Records to process section start
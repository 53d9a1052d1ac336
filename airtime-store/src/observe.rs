//! Injected observability context
//!
//! Each orchestration store receives a [`StoreMetrics`] handle instead of
//! reaching for a global registry. Counters are plain atomics; anything
//! heavier (histograms, exporters) lives outside this crate.

use std::sync::atomic::{AtomicU64, Ordering};
use std::sync::Arc;

/// Per-operation counters for one store.
#[derive(Debug, Default)]
pub struct StoreMetrics {
    calls: AtomicU64,
    failures: AtomicU64,
    no_ops: AtomicU64,
}

impl StoreMetrics {
    pub fn new() -> Arc<Self> {
        Arc::new(Self::default())
    }

    pub fn record_call(&self) {
        self.calls.fetch_add(1, Ordering::Relaxed);
    }

    pub fn record_failure(&self) {
        self.failures.fetch_add(1, Ordering::Relaxed);
    }

    /// An update that resolved to no change and was suppressed.
    pub fn record_no_op(&self) {
        self.no_ops.fetch_add(1, Ordering::Relaxed);
    }

    pub fn calls(&self) -> u64 {
        self.calls.load(Ordering::Relaxed)
    }

    pub fn failures(&self) -> u64 {
        self.failures.load(Ordering::Relaxed)
    }

    pub fn no_ops(&self) -> u64 {
        self.no_ops.load(Ordering::Relaxed)
    }
}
Records to process section end
Requirement: Check each line of the records above for "sync", and copy those that have it.

Response to the task:
use std::sync::atomic::{AtomicU64, Ordering};
use std::sync::Arc;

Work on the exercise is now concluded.